Please copy the leading lines of the entries below exactly, concluding with the line in which "Number of channels." occurs.
Input material: Begin
//! Constant lookup data.
//!
//! Log-sine and exponent ROM contents, frequency multipliers, key-scale
//! levels, operator address decoding and the stereo-extension pan curve.
//! Everything here is immutable and shared by every chip instance.

use std::sync::LazyLock;

/// Native generation rate of the chip (master clock 14.31818 MHz / 288).
pub const NATIVE_SAMPLE_RATE: u32 = 49_716;

/// Fractional bits of the resampler's fixed-point accumulator.
pub const RESAMPLE_FRAC_BITS: u32 = 10;

/// Samples of latency between consecutive buffered register writes.
pub const WRITE_BUFFER_DELAY: u64 = 2;

/// Maximum number of pending buffered writes.
pub const WRITE_BUFFER_CAPACITY: usize = 1024;

/// Number of operators (slots).
pub const NUM_OPERATORS: usize = 36;

/// Number of channels.
pub const NUM_CHANNELS: usize = 18;

/// Quarter-wave log-sine ROM.
#[rustfmt::skip]
pub const LOG_SIN_ROM: [u16; 256] = [
    0x859, 0x6c3, 0x607, 0x58b, 0x52e, 0x4e4, 0x4a6, 0x471,
    0x443, 0x41a, 0x3f5, 0x3d3, 0x3b5, 0x398, 0x37e, 0x365,
    0x34e, 0x339, 0x324, 0x311, 0x2ff, 0x2ed, 0x2dc, 0x2cd,
    0x2bd, 0x2af, 0x2a0, 0x293, 0x286, 0x279, 0x26d, 0x261,
    0x256, 0x24b, 0x240, 0x236, 0x22c, 0x222, 0x218, 0x20f,
    0x206, 0x1fd, 0x1f5, 0x1ec, 0x1e4, 0x1dc, 0x1d4, 0x1cd,
    0x1c5, 0x1be, 0x1b7, 0x1b0, 0x1a9, 0x1a2, 0x19b, 0x195,
    0x18f, 0x188, 0x182, 0x17c, 0x177, 0x171, 0x16b, 0x166,
    0x160, 0x15b, 0x155, 0x150, 0x14b, 0x146, 0x141, 0x13c,
    0x137, 0x133, 0x12e, 0x129, 0x125, 0x121, 0x11c, 0x118,
    0x114, 0x10f, 0x10b, 0x107, 0x103, 0x0ff, 0x0fb, 0x0f8,
    0x0f4, 0x0f0, 0x0ec, 0x0e9, 0x0e5, 0x0e2, 0x0de, 0x0db,
    0x0d7, 0x0d4, 0x0d1, 0x0cd, 0x0ca, 0x0c7, 0x0c4, 0x0c1,
    0x0be, 0x0bb, 0x0b8, 0x0b5, 0x0b2, 0x0af, 0x0ac, 0x0a9,
    0x0a7, 0x0a4, 0x0a1, 0x09f, 0x09c, 0x099, 0x097, 0x094,
    0x092, 0x08f, 0x08d, 0x08a, 0x088, 0x086, 0x083, 0x081,
    0x07f, 0x07d, 0x07a, 0x078, 0x076, 0x074, 0x072, 0x070,
    0x06e, 0x06c, 0x06a, 0x068, 0x066, 0x064, 0x062, 0x060,
    0x05e, 0x05c, 0x05b, 0x059, 0x057, 0x055, 0x053, 0x052,
    0x050, 0x04e, 0x04d, 0x04b, 0x04a, 0x048, 0x046, 0x045,
    0x043, 0x042, 0x040, 0x03f, 0x03e, 0x03c, 0x03b, 0x039,
    0x038, 0x037, 0x035, 0x034, 0x033, 0x031, 0x030, 0x02f,
    0x02e, 0x02d, 0x02b, 0x02a, 0x029, 0x028, 0x027, 0x026,
    0x025, 0x024, 0x023, 0x022, 0x021, 0x020, 0x01f, 0x01e,
    0x01d, 0x01c, 0x01b, 0x01a, 0x019, 0x018, 0x017, 0x017,
    0x016, 0x015, 0x014, 0x014, 0x013, 0x012, 0x011, 0x011,
    0x010, 0x00f, 0x00f, 0x00e, 0x00d, 0x00d, 0x00c, 0x00c,
    0x00b, 0x00a, 0x00a, 0x009, 0x009, 0x008, 0x008, 0x007,
    0x007, 0x007, 0x006, 0x006, 0x005, 0x005, 0x005, 0x004,
    0x004, 0x004, 0x003, 0x003, 0x003, 0x002, 0x002, 0x002,
    0x002, 0x001, 0x001, 0x001, 0x001, 0x001, 0x001, 0x001,
    0x000, 0x000, 0x000, 0x000, 0x000, 0x000, 0x000, 0x000,
];

/// Exponent ROM, inverse of [`LOG_SIN_ROM`] in the attenuation domain.
#[rustfmt::skip]
pub const EXP_ROM: [u16; 256] = [
    0x7fa, 0x7f5, 0x7ef, 0x7ea, 0x7e4, 0x7df, 0x7da, 0x7d4,
    0x7cf, 0x7c9, 0x7c4, 0x7bf, 0x7b9, 0x7b4, 0x7ae, 0x7a9,
    0x7a4, 0x79f, 0x799, 0x794, 0x78f, 0x78a, 0x784, 0x77f,
    0x77a, 0x775, 0x770, 0x76a, 0x765, 0x760, 0x75b, 0x756,
    0x751, 0x74c, 0x747, 0x742, 0x73d, 0x738, 0x733, 0x72e,
    0x729, 0x724, 0x71f, 0x71a, 0x715, 0x710, 0x70b, 0x706,
    0x702, 0x6fd, 0x6f8, 0x6f3, 0x6ee, 0x6e9, 0x6e5, 0x6e0,
    0x6db, 0x6d6, 0x6d2, 0x6cd, 0x6c8, 0x6c4, 0x6bf, 0x6ba,
    0x6b5, 0x6b1, 0x6ac, 0x6a8, 0x6a3, 0x69e, 0x69a, 0x695,
    0x691, 0x68c, 0x688, 0x683, 0x67f, 0x67a, 0x676, 0x671,
    0x66d, 0x668, 0x664, 0x65f, 0x65b, 0x657, 0x652, 0x64e,
    0x649, 0x645, 0x641, 0x63c, 0x638, 0x634, 0x630, 0x62b,
    0x627, 0x623, 0x61e, 0x61a, 0x616, 0x612, 0x60e, 0x609,
    0x605, 0x601, 0x5fd, 0x5f9, 0x5f5, 0x5f0, 0x5ec, 0x5e8,
    0x5e4, 0x5e0, 0x5dc, 0x5d8, 0x5d4, 0x5d0, 0x5cc, 0x5c8,
    0x5c4, 0x5c0, 0x5bc, 0x5b8, 0x5b4, 0x5b0, 0x5ac, 0x5a8,
    0x5a4, 0x5a0, 0x59c, 0x599, 0x595, 0x591, 0x58d, 0x589,
    0x585, 0x581, 0x57e, 0x57a, 0x576, 0x572, 0x56f, 0x56b,
    0x567, 0x563, 0x560, 0x55c, 0x558, 0x554, 0x551, 0x54d,
    0x549, 0x546, 0x542, 0x53e, 0x53b, 0x537, 0x534, 0x530,
    0x52c, 0x529, 0x525, 0x522, 0x51e, 0x51b, 0x517, 0x514,
    0x510, 0x50c, 0x509, 0x506, 0x502, 0x4ff, 0x4fb, 0x4f8,
    0x4f4, 0x4f1, 0x4ed, 0x4ea, 0x4e7, 0x4e3, 0x4e0, 0x4dc,
    0x4d9, 0x4d6, 0x4d2, 0x4cf, 0x4cc, 0x4c8, 0x4c5, 0x4c2,
    0x4be, 0x4bb, 0x4b8, 0x4b5, 0x4b1, 0x4ae, 0x4ab, 0x4a8,
    0x4a4, 0x4a1, 0x49e, 0x49b, 0x498, 0x494, 0x491, 0x48e,
    0x48b, 0x488, 0x485, 0x482, 0x47e, 0x47b, 0x478, 0x475,
    0x472, 0x46f, 0x46c, 0x469, 0x466, 0x463, 0x460, 0x45d,
    0x45a, 0x457, 0x454, 0x451, 0x44e, 0x44b, 0x448, 0x445,
    0x442, 0x43f, 0x43c, 0x439, 0x436, 0x433, 0x430, 0x42d,
    0x42a, 0x428, 0x425, 0x422, 0x41f, 0x41c, 0x419, 0x416,
    0x414, 0x411, 0x40e, 0x40b, 0x408, 0x406, 0x403, 0x400,
];

/// Frequency multipliers, doubled so that MULT=0 (x0.5) stays integral.
#[rustfmt::skip]
pub const MULTIPLIER_TABLE: [u32; 16] = [
    1, 2, 4, 6, 8, 10, 12, 14, 16, 18, 20, 20, 24, 24, 30, 30,
];

/// Key-scale level attenuation by the top four bits of the frequency number.
#[rustfmt::skip]
pub const KSL_ROM: [u8; 16] = [
    0, 32, 40, 45, 48, 51, 53, 55, 56, 58, 59, 60, 61, 62, 63, 64,
];

/// Right shift applied to the key-scale level for each KSL register value.
pub const KSL_SHIFT: [u8; 4] = [8, 1, 2, 0];

/// Envelope increment pattern for coarse rates, indexed by
/// `[rate_lo][eg_timer_lo]`.
#[rustfmt::skip]
pub const EG_INCREMENT_STEP: [[u8; 4]; 4] = [
    [0, 0, 0, 0],
    [1, 0, 0, 0],
    [1, 0, 1, 0],
    [1, 1, 1, 0],
];

/// Maps the low five bits of an operator register address to a slot
/// within the bank.
#[rustfmt::skip]
pub const ADDRESS_TO_SLOT: [Option<u8>; 32] = [
    Some(0),  Some(1),  Some(2),  Some(3),  Some(4),  Some(5),  None, None,
    Some(6),  Some(7),  Some(8),  Some(9),  Some(10), Some(11), None, None,
    Some(12), Some(13), Some(14), Some(15), Some(16), Some(17), None, None,
    None,     None,     None,     None,     None,     None,     None, None,
];

/// First operator of each channel. The second is always three slots later.
#[rustfmt::skip]
pub const CHANNEL_FIRST_SLOT: [usize; NUM_CHANNELS] = [
    0, 1, 2, 6, 7, 8, 12, 13, 14, 18, 19, 20, 24, 25, 26, 30, 31, 32,
];

/// Stereo-extension pan weights, `sin(i * PI / 512) * 65536` for `i` in `0..256`.
pub static PAN_LUT: LazyLock<[i32; 256]> = LazyLock::new(|| {
    std::array::from_fn(|i| ((i as f64 * std::f64::consts::PI / 512.0).sin() * 65536.0) as i32)
});

/// Attenuation to linear amplitude through the exponent ROM.
///
/// Levels above 0x1fff saturate to silence.
#[inline]
pub fn attenuation_to_amplitude(level: u32) -> i16 {
    let level = level.min(0x1fff);
    (((EXP_ROM[(level & 0xff) as usize] as u32) << 1) >> (level >> 8)) as i16
}

/// Channel owning operator `slot`.
#[inline]
pub fn slot_channel(slot: usize) -> usize {
    let bank = slot / 18;
    let local = slot % 18;
    let column = local % 6;
    let channel = (local / 6) * 3 + column % 3;
    bank * 9 + channel
}

#[cfg(test)]
mod tests {
    use super::*;

    #[test]
    fn test_exp_rom_bounds() {
        assert_eq!(attenuation_to_amplitude(0), 0x7fa << 1);
        assert_eq!(attenuation_to_amplitude(0x1fff), 0);
        assert_eq!(attenuation_to_amplitude(0xffff), 0, "levels saturate");
    }

    #[test]
    fn test_log_sin_rom_monotonic() {
        for pair in LOG_SIN_ROM.windows(2) {
            assert!(pair[0] >= pair[1]);
        }
    }

    #[test]
    fn test_slot_channel_matches_channel_table() {
        for (channel, &first) in CHANNEL_FIRST_SLOT.iter().enumerate() {
            assert_eq!(slot_channel(first), channel);
            assert_eq!(slot_channel(first + 3), channel);
        }
    }

    #[test]
    fn test_pan_lut_endpoints() {
        assert_eq!(PAN_LUT[0], 0);
        assert_eq!(PAN_LUT[128], 46340, "sin(pi/4) * 65536");
        assert!(PAN_LUT[255] < 65536);
    }

    #[test]
    fn test_address_decoding_gaps() {
        let mapped = ADDRESS_TO_SLOT.iter().filter(|slot| slot.is_some()).count();
        assert_eq!(mapped, 18);
        assert_eq!(ADDRESS_TO_SLOT[0x06], None);
        assert_eq!(ADDRESS_TO_SLOT[0x15], Some(17));
    }
}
Input material: End
Task response:
//! Constant lookup data.
//!
//! Log-sine and exponent ROM contents, frequency multipliers, key-scale
//! levels, operator address decoding and the stereo-extension pan curve.
//! Everything here is immutable and shared by every chip instance.

use std::sync::LazyLock;

/// Native generation rate of the chip (master clock 14.31818 MHz / 288).
pub const NATIVE_SAMPLE_RATE: u32 = 49_716;

/// Fractional bits of the resampler's fixed-point accumulator.
pub const RESAMPLE_FRAC_BITS: u32 = 10;

/// Samples of latency between consecutive buffered register writes.
pub const WRITE_BUFFER_DELAY: u64 = 2;

/// Maximum number of pending buffered writes.
pub const WRITE_BUFFER_CAPACITY: usize = 1024;

/// Number of operators (slots).
pub const NUM_OPERATORS: usize = 36;

/// Number of channels.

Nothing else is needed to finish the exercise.